= European Union IBM competition cases =

On July 26, 2010, the European Commission announced two separate antitrust investigations into International Business Machines (IBM). Both cases were related to alleged abuse of IBM's dominant position in the mainframe market. The first case followed complaints by mainframe emulator vendors T3 Technologies and TurboHercules, later joined by Neon Enterprise Software, and focused on the alleged tying of IBM's mainframe hardware to its mainframe operating system, potentially precluding customers from the execution of mission critical mainframe applications on non-IBM servers. The second case was an investigation begun on the EC's own initiative that looked into IBM's alleged discriminatory behaviour towards competing suppliers of mainframe maintenance services.

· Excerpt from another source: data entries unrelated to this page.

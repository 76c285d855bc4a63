use std::cmp::Ordering;
use std::fmt::{self, Display, Formatter};
use std::ops::Deref;

use serde::{Deserialize, Deserializer, Serialize, Serializer};

use crate::firestore::error::{invalid_argument, FirestoreResult};

/// Slash separated path of alternating collection and document ids.
///
/// Ordered segment by segment, a path sorting before every path it is a prefix of. Persisted
/// as its canonical string.
#[derive(Clone, Debug, PartialEq, Eq, Hash, Default)]
pub struct ResourcePath {
    segments: Vec<String>,
}

impl ResourcePath {
    pub fn root() -> Self {
        Self::default()
    }

    pub fn from_segments<I, S>(segments: I) -> Self
    where
        I: IntoIterator<Item = S>,
        S: Into<String>,
    {
        Self {
            segments: segments.into_iter().map(Into::into).collect(),
        }
    }

    /// Parses `a/b/c`. Leading and trailing slashes are ignored; empty inner segments are not.
    pub fn from_string(path: &str) -> FirestoreResult<Self> {
        let trimmed = path.trim().trim_matches('/');
        if trimmed.is_empty() {
            return Ok(Self::root());
        }
        if trimmed.split('/').any(str::is_empty) {
            return Err(invalid_argument(format!(
                "Invalid path ({path}). Paths must not contain // in them."
            )));
        }
        Ok(Self::from_segments(trimmed.split('/')))
    }

    pub fn len(&self) -> usize {
        self.segments.len()
    }

    pub fn is_empty(&self) -> bool {
        self.segments.is_empty()
    }

    pub fn child<I, S>(&self, segments: I) -> Self
    where
        I: IntoIterator<Item = S>,
        S: Into<String>,
    {
        Self::from_segments(
            self.segments
                .iter()
                .cloned()
                .chain(segments.into_iter().map(Into::into)),
        )
    }

    /// The parent path; the root stays the root.
    pub fn without_last(&self) -> Self {
        let end = self.len().saturating_sub(1);
        Self::from_segments(self.segments[..end].iter().cloned())
    }

    pub fn last_segment(&self) -> Option<&str> {
        self.segments.last().map(String::as_str)
    }

    pub fn canonical_string(&self) -> String {
        self.segments.join("/")
    }

    pub fn is_prefix_of(&self, other: &Self) -> bool {
        other.segments.starts_with(&self.segments)
    }

    /// Whether `other` is exactly one segment below this path.
    pub fn is_immediate_parent_of(&self, other: &Self) -> bool {
        self.len() + 1 == other.len() && self.is_prefix_of(other)
    }
}

impl Ord for ResourcePath {
    fn cmp(&self, other: &Self) -> Ordering {
        self.segments.iter().cmp(other.segments.iter())
    }
}

impl PartialOrd for ResourcePath {
    fn partial_cmp(&self, other: &Self) -> Option<Ordering> {
        Some(self.cmp(other))
    }
}

impl Display for ResourcePath {
    fn fmt(&self, f: &mut Formatter<'_>) -> fmt::Result {
        f.write_str(&self.canonical_string())
    }
}

impl Deref for ResourcePath {
    type Target = [String];

    fn deref(&self) -> &Self::Target {
        &self.segments
    }
}

impl Serialize for ResourcePath {
    fn serialize<S: Serializer>(&self, serializer: S) -> Result<S::Ok, S::Error> {
        serializer.serialize_str(&self.canonical_string())
    }
}

impl<'de> Deserialize<'de> for ResourcePath {
    fn deserialize<D: Deserializer<'de>>(deserializer: D) -> Result<Self, D::Error> {
        let raw = String::deserialize(deserializer)?;
        ResourcePath::from_string(&raw).map_err(serde::de::Error::custom)
    }
}

#[cfg(test)]
mod tests {
    use super::*;

    #[test]
    fn parses_and_renders() {
        let path = ResourcePath::from_string("/cities/sf/neighborhoods/downtown/").unwrap();
        assert_eq!(path.len(), 4);
        assert_eq!(path.last_segment(), Some("downtown"));
        assert_eq!(path.to_string(), "cities/sf/neighborhoods/downtown");
        assert_eq!(path.without_last().without_last().to_string(), "cities/sf");
        assert!(ResourcePath::root().without_last().is_empty());
    }

    #[test]
    fn rejects_empty_segments() {
        let err = ResourcePath::from_string("cities//sf").unwrap_err();
        assert_eq!(err.code_str(), "firestore/invalid-argument");
    }

    #[test]
    fn prefixes_sort_first() {
        let short = ResourcePath::from_string("a/b").unwrap();
        let long = ResourcePath::from_string("a/b/c").unwrap();
        let other = ResourcePath::from_string("a/c").unwrap();
        assert!(short < long);
        assert!(long < other);
        assert!(short.is_immediate_parent_of(&long));
        assert!(!short.is_immediate_parent_of(&short));
        assert!(!other.is_prefix_of(&long));
    }
}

In its initial reaction to the EC's decision, IBM said that the allegations had been brought forward by "satellite proxies" of rival Microsoft. (Microsoft was the subject of a series of EU antitrust cases.)
IBM also noted that the company holds numerous U.S. patents (some of which have also been filed in Europe) on its mainframe hardware technologies to protect its ongoing billions of dollars in new mainframe technology investments, that the vendors did not seek and did not pay for licenses to those patents, and that IBM should not be required to support infringement of its own patents.

== Resolution ==

After losing related court cases in the U.S. against IBM, T3 and Neon withdrew their European Commission complaints in August, 2011. TurboHercules also withdrew its complaint. On September 20, 2011, the European Commission closed its investigation without action into alleged operating system and hardware tying. Separately, IBM agreed to provide mainframe spare parts and certain technical information for five years to maintenance firms. The Commission provisionally approved of IBM's proposed solution and, after a comment period, issued final approval in December, 2011.